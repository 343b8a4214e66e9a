//! Run notifications and reports
//!
//! [`RunNotifier`] is how a class run talks to its host. [`RunReport`] is
//! a notifier collecting outcomes, for driving class runs from `#[test]`
//! functions.

use crate::failure::TestError;
use serde::Serialize;
use std::fmt;
use storyline_graph::MethodInfo;

/// Receives per-method run events
pub trait RunNotifier {
    /// The method body is about to run
    fn test_started(&mut self, method: &MethodInfo);

    /// The method is ignored; no other event follows
    fn test_ignored(&mut self, method: &MethodInfo);

    /// The method was skipped by an unmet assumption
    fn test_assumption_failed(&mut self, method: &MethodInfo, reason: &str);

    /// The method failed
    fn test_failed(&mut self, method: &MethodInfo, error: &TestError);

    /// The method completed, whatever its outcome
    fn test_finished(&mut self, method: &MethodInfo);
}

/// Final outcome of one method
#[derive(Debug, Clone, PartialEq, Eq, Serialize)]
#[serde(tag = "status", content = "reason", rename_all = "snake_case")]
pub enum TestOutcome {
    /// Completed without failure
    Passed,
    /// Failed, with the rendered error
    Failed(String),
    /// Skipped by an unmet assumption
    Skipped(String),
    /// Not run
    Ignored,
}

/// Outcome of one method with its identity
#[derive(Debug, Clone, PartialEq, Eq, Serialize)]
pub struct TestRecord {
    /// Method name
    pub method: String,
    /// Outcome
    pub outcome: TestOutcome,
}

/// Notifier collecting one record per method
#[derive(Debug, Clone, Default, Serialize)]
pub struct RunReport {
    class_name: Option<String>,
    records: Vec<TestRecord>,
    #[serde(skip)]
    pending: Option<(String, Option<TestOutcome>)>,
}

impl RunReport {
    /// Create empty report
    #[must_use]
    pub fn new() -> Self {
        Self::default()
    }

    /// Class name of the recorded methods
    #[must_use]
    pub fn class_name(&self) -> Option<&str> {
        self.class_name.as_deref()
    }

    /// Records in run order
    #[must_use]
    pub fn records(&self) -> &[TestRecord] {
        &self.records
    }

    /// Outcome of `method`
    #[must_use]
    pub fn outcome(&self, method: &str) -> Option<&TestOutcome> {
        self.records
            .iter()
            .find(|r| r.method == method)
            .map(|r| &r.outcome)
    }

    /// Number of passed methods
    #[must_use]
    pub fn passed(&self) -> usize {
        self.count(|o| matches!(o, TestOutcome::Passed))
    }

    /// Number of failed methods
    #[must_use]
    pub fn failed(&self) -> usize {
        self.count(|o| matches!(o, TestOutcome::Failed(_)))
    }

    /// Number of skipped methods
    #[must_use]
    pub fn skipped(&self) -> usize {
        self.count(|o| matches!(o, TestOutcome::Skipped(_)))
    }

    /// Number of ignored methods
    #[must_use]
    pub fn ignored(&self) -> usize {
        self.count(|o| matches!(o, TestOutcome::Ignored))
    }

    /// Check that no method failed
    #[must_use]
    pub fn is_success(&self) -> bool {
        self.failed() == 0
    }

    /// Panic with every failure when a method failed
    ///
    /// # Panics
    /// Panics when at least one method failed.
    pub fn assert_success(&self) {
        if self.is_success() {
            return;
        }
        let failures: Vec<String> = self
            .records
            .iter()
            .filter_map(|r| match &r.outcome {
                TestOutcome::Failed(reason) => Some(format!("  {}: {reason}", r.method)),
                _ => None,
            })
            .collect();
        panic!(
            "{} of {} method(s) failed in {}:\n{}",
            failures.len(),
            self.records.len(),
            self.class_name().unwrap_or("<unknown>"),
            failures.join("\n")
        );
    }

    fn count(&self, predicate: impl Fn(&TestOutcome) -> bool) -> usize {
        self.records.iter().filter(|r| predicate(&r.outcome)).count()
    }

    fn remember_class(&mut self, method: &MethodInfo) {
        if self.class_name.is_none() {
            self.class_name = Some(method.class_name().to_string());
        }
    }

    fn settle(&mut self, outcome: TestOutcome) {
        if let Some((_, slot)) = self.pending.as_mut() {
            slot.get_or_insert(outcome);
        }
    }
}

impl RunNotifier for RunReport {
    fn test_started(&mut self, method: &MethodInfo) {
        self.remember_class(method);
        self.pending = Some((method.name().to_string(), None));
    }

    fn test_ignored(&mut self, method: &MethodInfo) {
        self.remember_class(method);
        self.records.push(TestRecord {
            method: method.name().to_string(),
            outcome: TestOutcome::Ignored,
        });
    }

    fn test_assumption_failed(&mut self, _method: &MethodInfo, reason: &str) {
        self.settle(TestOutcome::Skipped(reason.to_string()));
    }

    fn test_failed(&mut self, _method: &MethodInfo, error: &TestError) {
        self.settle(TestOutcome::Failed(error.to_string()));
    }

    fn test_finished(&mut self, method: &MethodInfo) {
        let (name, outcome) = self
            .pending
            .take()
            .unwrap_or_else(|| (method.name().to_string(), None));
        self.records.push(TestRecord {
            method: name,
            outcome: outcome.unwrap_or(TestOutcome::Passed),
        });
    }
}

impl fmt::Display for RunReport {
    fn fmt(&self, f: &mut fmt::Formatter<'_>) -> fmt::Result {
        write!(
            f,
            "{}: {} passed, {} failed, {} skipped, {} ignored",
            self.class_name().unwrap_or("<unknown>"),
            self.passed(),
            self.failed(),
            self.skipped(),
            self.ignored()
        )
    }
}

■ ■ ■ ■

Exercise prompt — Set down exactly the lines from the opening line of the material through the line in which "pub trait RunNotifier" occurs, both included, and no other lines.

Exercise response —
repository 343b8a4214e66e9a
//! Run notifications and reports
//!
//! [`RunNotifier`] is how a class run talks to its host. [`RunReport`] is
//! a notifier collecting outcomes, for driving class runs from `#[test]`
//! functions.

use crate::failure::TestError;
use serde::Serialize;
use std::fmt;
use storyline_graph::MethodInfo;

/// Receives per-method run events
pub trait RunNotifier {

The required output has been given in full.